Action item » Lines containing the word "Number" in the data below: say how many, with no other text.

Top of Listed records

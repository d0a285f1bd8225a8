//! JSON Schema generation for the input file formats.
//!
//! ```bash
//! catlearn schema data     # data contract
//! catlearn schema params   # one parameter draw
//! ```

use crate::data::RawModelData;
use crate::params::ParamsFile;
use schemars::schema_for;
use serde_json::Value;

/// Available schema types with their descriptions.
pub fn available_schemas() -> Vec<(&'static str, &'static str)> {
    vec![
        ("data", "Data contract: sufficient statistics and test trials"),
        ("params", "One parameter draw on the constrained scale"),
    ]
}

/// Generate JSON Schema for a type by name.
///
/// Returns `None` if the name is unknown.
pub fn generate_schema(name: &str) -> Option<Value> {
    let schema = match name {
        "data" => schema_for!(RawModelData),
        "params" => schema_for!(ParamsFile),
        _ => return None,
    };
    serde_json::to_value(schema).ok()
}
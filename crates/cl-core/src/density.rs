//! Joint log density: priors plus the lapse-mixed multinomial likelihood.
//!
//! [`CategoryLearningModel`] owns validated data and evaluates the density of
//! a parameter draw either on the constrained scale ([`CategoryLearningModel::evaluate`])
//! or on the unconstrained scale through the [`LogDensity`] trait, which is
//! the surface an external sampler drives.

use crate::data::ModelData;
use crate::hyper::Hyperparameters;
use crate::params::{ModelParams, ParamError, ParameterLayout};
use crate::predictive::{trial_probabilities, TrialProbabilities};
use crate::update::{compute_beliefs, Beliefs};
use cl_math::{
    diag_pre_multiply, half_cauchy_lpdf, half_normal_lpdf, lkj_corr_cholesky_lpdf,
    multi_normal_cholesky_lpdf, multinomial,
};
use nalgebra::DVector;
use rand::Rng;
use serde::Serialize;
use thiserror::Error;

/// Errors raised while evaluating the density of one draw.
///
/// Any of these means the draw must be rejected; none is retried.
#[derive(Debug, Error)]
pub enum DensityError {
    #[error(transparent)]
    Parameter(#[from] ParamError),

    #[error("numerical degeneracy: {0}")]
    Degenerate(String),

    #[error("non-finite value in {quantity}")]
    NonFinite { quantity: String },
}

impl From<DensityError> for cl_common::Error {
    fn from(err: DensityError) -> Self {
        match err {
            DensityError::Parameter(e) => e.into(),
            DensityError::Degenerate(msg) => cl_common::Error::NumericalDegeneracy(msg),
            DensityError::NonFinite { quantity } => cl_common::Error::NonFinite { quantity },
        }
    }
}

/// Prior contributions, summed over categories where a term repeats.
#[derive(Debug, Clone, Copy, PartialEq, Serialize)]
pub struct PriorTerms {
    pub kappa_0: f64,
    pub nu_0: f64,
    pub m_0_tau: f64,
    #[serde(rename = "m_0_L_omega")]
    pub m_0_l_omega: f64,
    pub m_0: f64,
    pub tau_0: f64,
    #[serde(rename = "L_omega_0")]
    pub l_omega_0: f64,
}

impl PriorTerms {
    pub fn total(&self) -> f64 {
        self.kappa_0
            + self.nu_0
            + self.m_0_tau
            + self.m_0_l_omega
            + self.m_0
            + self.tau_0
            + self.l_omega_0
    }

    fn named(&self) -> [(&'static str, f64); 7] {
        [
            ("kappa_0", self.kappa_0),
            ("nu_0", self.nu_0),
            ("m_0_tau", self.m_0_tau),
            ("m_0_L_omega", self.m_0_l_omega),
            ("m_0", self.m_0),
            ("tau_0", self.tau_0),
            ("L_omega_0", self.l_omega_0),
        ]
    }
}

/// Evaluate every prior term.
pub fn prior_terms(params: &ModelParams, hyper: &Hyperparameters) -> PriorTerms {
    let tau_scale = hyper.tau_scale;
    let eta = hyper.l_omega_scale;
    let half_cauchy_sum =
        |v: &DVector<f64>| -> f64 { v.iter().map(|&t| half_cauchy_lpdf(t, tau_scale)).sum() };

    let m_0_chol = diag_pre_multiply(&params.m_0_tau, params.m_0_l_omega.factor());
    let zero = DVector::zeros(params.m_0_tau.len());

    PriorTerms {
        kappa_0: half_normal_lpdf(params.kappa_0, hyper.sigma_kappanu),
        nu_0: half_normal_lpdf(params.nu_0, hyper.sigma_kappanu),
        m_0_tau: half_cauchy_sum(&params.m_0_tau),
        m_0_l_omega: lkj_corr_cholesky_lpdf(params.m_0_l_omega.factor(), eta),
        m_0: params
            .m_0
            .iter()
            .map(|m| multi_normal_cholesky_lpdf(m, &zero, &m_0_chol))
            .sum(),
        tau_0: params.tau_0.iter().map(half_cauchy_sum).sum(),
        l_omega_0: params
            .l_omega_0
            .iter()
            .map(|l| lkj_corr_cholesky_lpdf(l.factor(), eta))
            .sum(),
    }
}

/// Multinomial log-likelihood of one trial's response counts.
///
/// `tol` is the allowed slack on the sum of `p_effective`.
pub fn trial_log_likelihood(counts: &[u64], p_effective: &[f64], tol: f64) -> f64 {
    multinomial::log_pmf_with_tolerance(counts, p_effective, tol)
}

/// Per-term view of one density evaluation.
#[derive(Debug, Clone, PartialEq, Serialize)]
pub struct DensityBreakdown {
    pub priors: PriorTerms,
    pub log_prior: f64,
    /// One entry per test trial.
    pub log_likelihood: Vec<f64>,
    pub total_log_likelihood: f64,
    /// log prior + log likelihood on the constrained scale.
    pub log_density: f64,
}

/// A log density over an unconstrained parameter vector.
///
/// Implementations are pure: no interior mutability and no I/O, so a single
/// value may be shared across threads running independent chains.
pub trait LogDensity: Send + Sync {
    /// Length of the unconstrained vector.
    fn dim(&self) -> usize;

    /// One name per coordinate.
    fn parameter_names(&self) -> Vec<String>;

    /// Log density at `theta`, including the log-Jacobian of the transform.
    fn log_density(&self, theta: &[f64]) -> Result<f64, DensityError>;

    /// Draw a starting point uniformly from (-2, 2) in every coordinate.
    fn init_position<R: Rng + ?Sized>(&self, rng: &mut R, position: &mut [f64])
    where
        Self: Sized,
    {
        for x in position.iter_mut() {
            *x = rng.random_range(-2.0..2.0);
        }
    }
}

/// The hierarchical category-learning model bound to one data set.
#[derive(Debug, Clone)]
pub struct CategoryLearningModel {
    data: ModelData,
    layout: ParameterLayout,
}

impl CategoryLearningModel {
    pub fn new(data: ModelData) -> Self {
        let layout = ParameterLayout::new(data.num_categories(), data.dim());
        Self { data, layout }
    }

    pub fn data(&self) -> &ModelData {
        &self.data
    }

    pub fn layout(&self) -> &ParameterLayout {
        &self.layout
    }

    fn check(&self, params: &ModelParams) -> Result<(), DensityError> {
        params.validate(self.data.num_categories(), self.data.dim())?;
        Ok(())
    }

    /// Posterior and predictive for every cell.
    pub fn beliefs(&self, params: &ModelParams) -> Result<Beliefs, DensityError> {
        self.check(params)?;
        compute_beliefs(&self.data, params)
    }

    /// Conjugate and lapse-mixed category probabilities for every trial.
    pub fn category_probabilities(
        &self,
        params: &ModelParams,
    ) -> Result<Vec<TrialProbabilities>, DensityError> {
        let beliefs = self.beliefs(params)?;
        trial_probabilities(&self.data, &beliefs, params.lapse_rate)
    }

    /// Full density evaluation on the constrained scale.
    pub fn evaluate(&self, params: &ModelParams) -> Result<DensityBreakdown, DensityError> {
        let probabilities = self.category_probabilities(params)?;

        let priors = prior_terms(params, self.data.hyper());
        for (name, value) in priors.named() {
            if !value.is_finite() {
                return Err(DensityError::NonFinite {
                    quantity: format!("prior on {}", name),
                });
            }
        }
        let log_prior = priors.total();

        let mut log_likelihood = Vec::with_capacity(probabilities.len());
        for (trial, probs) in self.data.trials().iter().zip(&probabilities) {
            let ll = trial_log_likelihood(
                &trial.counts,
                &probs.p_effective,
                self.data.simplex_tolerance(),
            );
            if !ll.is_finite() {
                return Err(DensityError::NonFinite {
                    quantity: format!("log-likelihood of trial {}", probs.trial),
                });
            }
            log_likelihood.push(ll);
        }
        let total_log_likelihood: f64 = log_likelihood.iter().sum();
        let log_density = log_prior + total_log_likelihood;
        if !log_density.is_finite() {
            return Err(DensityError::NonFinite {
                quantity: "log density".to_string(),
            });
        }

        tracing::trace!(log_prior, total_log_likelihood, log_density, "density evaluated");

        Ok(DensityBreakdown {
            priors,
            log_prior,
            log_likelihood,
            total_log_likelihood,
            log_density,
        })
    }
}

impl LogDensity for CategoryLearningModel {
    fn dim(&self) -> usize {
        self.layout.dim()
    }

    fn parameter_names(&self) -> Vec<String> {
        self.layout.names()
    }

    fn log_density(&self, theta: &[f64]) -> Result<f64, DensityError> {
        let (params, log_jacobian) = self.layout.constrain(theta)?;
        let breakdown = self.evaluate(&params)?;
        let total = breakdown.log_density + log_jacobian;
        if !total.is_finite() {
            return Err(DensityError::NonFinite {
                quantity: "log-Jacobian".to_string(),
            });
        }
        Ok(total)
    }
}
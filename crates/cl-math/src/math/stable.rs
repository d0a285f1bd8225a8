//! Numerically stable primitives for log-domain density math.

use std::f64::consts::PI;

/// 0.5 * ln(2*pi)
pub const LOG_SQRT_2PI: f64 = 0.918_938_533_204_672_8;
/// ln(pi)
pub const LOG_PI: f64 = 1.144_729_885_849_400_2;

const LANCZOS_G: f64 = 7.0;
#[allow(clippy::excessive_precision)] // These are published numerical constants
const LANCZOS_COEFFS: [f64; 9] = [
    0.999_999_999_999_809_93,
    676.520_368_121_885_1,
    -1_259.139_216_722_402_8,
    771.323_428_777_653_1,
    -176.615_029_162_140_59,
    12.507_343_278_686_905,
    -0.138_571_095_265_720_12,
    9.984_369_578_019_571_6e-6,
    1.505_632_735_149_311_6e-7,
];

/// Stable log(sum(exp(values))).
///
/// Returns NEG_INFINITY for empty input or all -inf inputs.
pub fn log_sum_exp(values: &[f64]) -> f64 {
    if values.is_empty() {
        return f64::NEG_INFINITY;
    }
    if values.iter().any(|v| v.is_nan()) {
        return f64::NAN;
    }
    let max = values.iter().cloned().fold(f64::NEG_INFINITY, f64::max);
    if max == f64::NEG_INFINITY {
        return f64::NEG_INFINITY;
    }
    if max == f64::INFINITY {
        return f64::INFINITY;
    }
    let sum: f64 = values.iter().map(|v| (v - max).exp()).sum();
    max + sum.ln()
}

/// Turn unnormalized log weights into a probability simplex.
///
/// Subtracts the log-sum-exp before exponentiating, so weights far below
/// the representable range of `exp` still normalize correctly. Returns
/// `None` when the normalizer is not finite (empty input, all -inf, NaN or +inf).
pub fn normalize_log_probs(log_weights: &[f64]) -> Option<Vec<f64>> {
    let lse = log_sum_exp(log_weights);
    if !lse.is_finite() {
        return None;
    }
    Some(log_weights.iter().map(|w| (w - lse).exp()).collect())
}

/// Stable log(1 + exp(x)).
pub fn softplus(x: f64) -> f64 {
    if x.is_nan() {
        return f64::NAN;
    }
    if x > 0.0 {
        x + (-x).exp().ln_1p()
    } else {
        x.exp().ln_1p()
    }
}

/// Natural log of the Gamma function (log |Gamma(z)|).
///
/// Uses a Lanczos approximation with reflection for z < 0.5.
pub fn log_gamma(z: f64) -> f64 {
    if z.is_nan() {
        return f64::NAN;
    }
    if z == f64::INFINITY {
        return f64::INFINITY;
    }
    if z == f64::NEG_INFINITY {
        return f64::NAN;
    }
    if z <= 0.0 && (z - z.round()).abs() < 1e-15 {
        return f64::NAN;
    }
    if z < 0.5 {
        let sin_pi = (PI * z).sin();
        if sin_pi == 0.0 {
            return f64::NAN;
        }
        return LOG_PI - sin_pi.abs().ln() - log_gamma(1.0 - z);
    }

    let z_minus = z - 1.0;
    let mut x = LANCZOS_COEFFS[0];
    for (i, coeff) in LANCZOS_COEFFS.iter().enumerate().skip(1) {
        x += coeff / (z_minus + i as f64);
    }
    let t = z_minus + LANCZOS_G + 0.5;
    LOG_SQRT_2PI + (z_minus + 0.5) * t.ln() - t + x.ln()
}

/// log(n!) using the Gamma function.
pub fn log_factorial(n: u64) -> f64 {
    if n <= 1 {
        return 0.0;
    }
    log_gamma((n as f64) + 1.0)
}

#[cfg(test)]
mod tests {
    use super::*;

    fn approx_eq(a: f64, b: f64, tol: f64) -> bool {
        if a.is_nan() || b.is_nan() {
            return false;
        }
        (a - b).abs() <= tol
    }

    #[test]
    fn log_sum_exp_basic() {
        let out = log_sum_exp(&[0.0, 0.0]);
        assert!(approx_eq(out, 2.0f64.ln(), 1e-12));
    }

    #[test]
    fn log_sum_exp_dominance() {
        let out = log_sum_exp(&[-1000.0, 0.0]);
        assert!(approx_eq(out, 0.0, 1e-12));
    }

    #[test]
    fn log_sum_exp_all_neg_inf() {
        let out = log_sum_exp(&[f64::NEG_INFINITY, f64::NEG_INFINITY]);
        assert!(out.is_infinite() && out.is_sign_negative());
    }

    #[test]
    fn log_sum_exp_nan_propagates() {
        assert!(log_sum_exp(&[0.0, f64::NAN]).is_nan());
    }

    #[test]
    fn normalize_handles_tiny_log_weights() {
        // exp(-2000) underflows to zero; the normalized simplex must not.
        let probs = normalize_log_probs(&[-2000.0, -2000.0 + 2.0f64.ln()]).unwrap();
        assert!(approx_eq(probs[0], 1.0 / 3.0, 1e-12));
        assert!(approx_eq(probs[1], 2.0 / 3.0, 1e-12));
    }

    #[test]
    fn normalize_rejects_degenerate_input() {
        assert!(normalize_log_probs(&[]).is_none());
        assert!(normalize_log_probs(&[f64::NEG_INFINITY]).is_none());
        assert!(normalize_log_probs(&[0.0, f64::NAN]).is_none());
    }

    #[test]
    fn softplus_matches_naive_in_safe_range() {
        for x in [-5.0, -0.3, 0.0, 0.7, 4.0] {
            let naive = (1.0 + f64::exp(x)).ln();
            assert!(approx_eq(softplus(x), naive, 1e-12));
        }
        assert!(approx_eq(softplus(800.0), 800.0, 1e-12));
        assert!(softplus(-800.0) >= 0.0);
    }

    #[test]
    fn log_gamma_known_values() {
        assert!(approx_eq(log_gamma(1.0), 0.0, 1e-12));
        assert!(approx_eq(log_gamma(0.5), 0.5 * PI.ln(), 1e-10));
        assert!(approx_eq(log_gamma(5.0), 24.0f64.ln(), 1e-10));
    }

    #[test]
    fn log_factorial_small_values() {
        assert!(approx_eq(log_factorial(0), 0.0, 1e-12));
        assert!(approx_eq(log_factorial(5), 120.0f64.ln(), 1e-12));
    }

    #[test]
    fn log_gamma_negative_integer_is_nan() {
        assert!(log_gamma(-2.0).is_nan());
    }
}
//! Structured logging for catlearn.
//!
//! Provides dual-mode logging:
//! - Human-readable console output for interactive use
//! - Machine-parseable JSONL for pipelines
//!
//! stdout is reserved for command payloads; every log line goes to stderr.
//! Density evaluation only logs at `trace`, so an engine calling it in a
//! tight loop pays nothing at the default level.

pub mod config;

pub use config::{LogConfig, LogFormat, LogLevel};

use std::io::IsTerminal;
use tracing_subscriber::layer::SubscriberExt;
use tracing_subscriber::util::SubscriberInitExt;
use tracing_subscriber::{fmt, EnvFilter};

/// Event names for command lifecycle logging.
pub mod event_names {
    pub const COMMAND_STARTED: &str = "command.started";
    pub const COMMAND_FINISHED: &str = "command.finished";
    pub const COMMAND_FAILED: &str = "command.failed";
    pub const SETTINGS_RESOLVED: &str = "settings.resolved";
    pub const DATA_LOADED: &str = "data.loaded";
}

/// Initialize the logging subsystem.
///
/// Call once at startup. A second call is ignored. `RUST_LOG`, when set,
/// is used as the full filter directive.
pub fn init_logging(config: &LogConfig) {
    let filter = EnvFilter::try_from_default_env()
        .unwrap_or_else(|_| EnvFilter::new(config.level.to_string()));

    let result = match config.format {
        LogFormat::Human => {
            let use_ansi = std::io::stderr().is_terminal();
            let fmt_layer = fmt::layer()
                .with_writer(std::io::stderr)
                .with_target(false)
                .with_ansi(use_ansi);
            if config.timestamps {
                tracing_subscriber::registry()
                    .with(filter)
                    .with(fmt_layer)
                    .try_init()
            } else {
                tracing_subscriber::registry()
                    .with(filter)
                    .with(fmt_layer.without_time())
                    .try_init()
            }
        }
        LogFormat::Jsonl => tracing_subscriber::registry()
            .with(filter)
            .with(
                fmt::layer()
                    .json()
                    .with_current_span(false)
                    .with_writer(std::io::stderr),
            )
            .try_init(),
    };
    // Already initialized (e.g. by a test harness); keep the existing subscriber.
    let _ = result;
}

/// Generate a unique run ID for this invocation.
pub fn generate_run_id() -> String {
    let uuid = uuid::Uuid::new_v4();
    format!("run-{}", &uuid.simple().to_string()[..12])
}
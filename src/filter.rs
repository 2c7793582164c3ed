//! Filter descriptors.
//!
//! A [`FilterDescriptor`] is an ordered weight sequence with a designated
//! center tap. A [`MatrixDescriptor`] is the banded-matrix form used by
//! generalized filters: `rows` weight rows sharing one center column.
//! Both are validated once and immutable afterwards.
//!
//! The halo widths follow from the center:
//!
//! ```text
//! weights:  w[0] .. w[c-1]  w[c]  w[c+1] .. w[L-1]
//!           |-- left_halo --|     |--- right_halo --|
//! left_halo = c, right_halo = L - 1 - c
//! ```

#[cfg(feature = "serde")]
use serde::{Deserialize, Serialize};

use crate::config::ConfigError;

/// Weights and center of a plain stencil.
///
/// # Example
///
/// ```rust
/// use haloconv::FilterDescriptor;
///
/// let laplace = FilterDescriptor::new(vec![1.0, -2.0, 1.0], 1).unwrap();
/// assert_eq!(laplace.left_halo(), 1);
/// assert_eq!(laplace.right_halo(), 1);
/// ```
#[derive(Debug, Clone, PartialEq)]
#[cfg_attr(feature = "serde", derive(Serialize, Deserialize))]
pub struct FilterDescriptor<T> {
    weights: Vec<T>,
    center: usize,
}

impl<T> FilterDescriptor<T> {
    /// Validates and creates a descriptor.
    ///
    /// # Errors
    ///
    /// - [`ConfigError::EmptyWeights`] if `weights` is empty.
    /// - [`ConfigError::CenterOutOfRange`] if `center >= weights.len()`.
    pub fn new(weights: Vec<T>, center: usize) -> Result<Self, ConfigError> {
        if weights.is_empty() {
            return Err(ConfigError::EmptyWeights);
        }
        if center >= weights.len() {
            return Err(ConfigError::CenterOutOfRange {
                center,
                width: weights.len(),
            });
        }
        Ok(Self { weights, center })
    }

    /// Creates a descriptor from any sequence of weights.
    pub fn from_iter<I: IntoIterator<Item = T>>(weights: I, center: usize) -> Result<Self, ConfigError> {
        Self::new(weights.into_iter().collect(), center)
    }

    /// Filter weights in tap order.
    #[inline]
    pub fn weights(&self) -> &[T] {
        &self.weights
    }

    /// Index of the center tap.
    #[inline]
    pub fn center(&self) -> usize {
        self.center
    }

    /// Number of taps.
    #[inline]
    pub fn width(&self) -> usize {
        self.weights.len()
    }

    /// Number of taps left of the center.
    #[inline]
    pub fn left_halo(&self) -> usize {
        self.center
    }

    /// Number of taps right of the center.
    #[inline]
    pub fn right_halo(&self) -> usize {
        self.weights.len() - 1 - self.center
    }

    /// Returns `true` if the filter reads outside the current element.
    #[inline]
    pub fn has_halo(&self) -> bool {
        self.weights.len() > 1
    }
}

/// Row-major weight matrix of a generalized filter.
///
/// Output `i` is `sum_k f(sum_j S[k][j] * x[i + j - center])` for the
/// selected transform `f`.
#[derive(Debug, Clone, PartialEq)]
#[cfg_attr(feature = "serde", derive(Serialize, Deserialize))]
pub struct MatrixDescriptor<T> {
    rows: usize,
    cols: usize,
    center: usize,
    data: Vec<T>,
}

impl<T> MatrixDescriptor<T> {
    /// Validates and creates a matrix descriptor.
    ///
    /// # Errors
    ///
    /// - [`ConfigError::EmptyWeights`] if `rows` or `cols` is zero.
    /// - [`ConfigError::MatrixShape`] if `rows * cols != data.len()`.
    /// - [`ConfigError::CenterOutOfRange`] if `center >= cols`.
    pub fn new(rows: usize, cols: usize, center: usize, data: Vec<T>) -> Result<Self, ConfigError> {
        if rows == 0 || cols == 0 {
            return Err(ConfigError::EmptyWeights);
        }
        if rows.checked_mul(cols) != Some(data.len()) {
            return Err(ConfigError::MatrixShape {
                rows,
                cols,
                len: data.len(),
            });
        }
        if center >= cols {
            return Err(ConfigError::CenterOutOfRange { center, width: cols });
        }
        Ok(Self {
            rows,
            cols,
            center,
            data,
        })
    }

    /// Number of rows.
    #[inline]
    pub fn rows(&self) -> usize {
        self.rows
    }

    /// Number of columns (taps per row).
    #[inline]
    pub fn cols(&self) -> usize {
        self.cols
    }

    /// Shared center column.
    #[inline]
    pub fn center(&self) -> usize {
        self.center
    }

    /// Matrix values in row-major order.
    #[inline]
    pub fn data(&self) -> &[T] {
        &self.data
    }

    /// Number of columns left of the center.
    #[inline]
    pub fn left_halo(&self) -> usize {
        self.center
    }

    /// Number of columns right of the center.
    #[inline]
    pub fn right_halo(&self) -> usize {
        self.cols - 1 - self.center
    }
}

Bottom of Listed records

Finished task » 7